### What is expected
Beginning at the line containing "true, undefined elsewhere", restate each line of the listing below word for word until the last one has been given.

○ ○ ○

use ndarray::{Array2, Zip};

use crate::core::raster::Sample;
use crate::types::Comparison;

#[inline]
fn finite(v: Sample) -> Sample {
    v.filter(|v| v.is_finite())
}

/// Normalized difference: (a - b) / (a + b); undefined where either input is
/// undefined or a + b == 0
pub fn normalized_diff_arrays(a: &Array2<Sample>, b: &Array2<Sample>) -> Array2<Sample> {
    Zip::from(a).and(b).par_map_collect(|&a_val, &b_val| {
        let (a_val, b_val) = (finite(a_val)?, finite(b_val)?);
        let sum = a_val + b_val;
        if sum == 0.0 {
            return None;
        }
        finite(Some((a_val - b_val) / sum))
    })
}

/// Binary classification: 1 where `value <op> threshold` holds, else 0
pub fn threshold_array(index: &Array2<Sample>, threshold: f64, op: Comparison) -> Array2<Sample> {
    Zip::from(index).par_map_collect(|&v| {
        finite(v).map(|v| if op.holds(v, threshold) { 1.0 } else { 0.0 })
    })
}

/// Element-wise difference: later - earlier
pub fn difference_arrays(earlier: &Array2<Sample>, later: &Array2<Sample>) -> Array2<Sample> {
    Zip::from(earlier).and(later).par_map_collect(|&e, &l| {
        let (e, l) = (finite(e)?, finite(l)?);
        Some(l - e)
    })
}

/// Keep samples where `keep` is true, undefined elsewhere
pub fn mask_arrays(data: &Array2<Sample>, keep: &Array2<bool>) -> Array2<Sample> {
    Zip::from(data)
        .and(keep)
        .par_map_collect(|&v, &k| if k { v } else { None })
}
//! Command Line Interface (CLI) layer for CANOPYDIFF.
//!
//! This module defines argument parsing (`args`), error types (`errors`),
//! and the orchestration logic (`runner`): load the configuration, apply
//! flag overrides, run the change workflow and either print the export
//! request (`--dry-run`) or write it locally.
//!
//! If you are embedding CANOPYDIFF into another application, prefer using
//! the high-level `canopydiff::api` module instead of calling the CLI code.
pub mod args;
pub mod errors;
pub mod runner;

pub use args::CliArgs;
pub use runner::run;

○ ○ ○

### Task solution
/// Keep samples where `keep` is true, undefined elsewhere
pub fn mask_arrays(data: &Array2<Sample>, keep: &Array2<bool>) -> Array2<Sample> {
    Zip::from(data)
        .and(keep)
        .par_map_collect(|&v, &k| if k { v } else { None })
}
//! Command Line Interface (CLI) layer for CANOPYDIFF.
//!
//! This module defines argument parsing (`args`), error types (`errors`),
//! and the orchestration logic (`runner`): load the configuration, apply
//! flag overrides, run the change workflow and either print the export
//! request (`--dry-run`) or write it locally.
//!
//! If you are embedding CANOPYDIFF into another application, prefer using
//! the high-level `canopydiff::api` module instead of calling the CLI code.
pub mod args;
pub mod errors;
pub mod runner;

pub use args::CliArgs;
pub use runner::run;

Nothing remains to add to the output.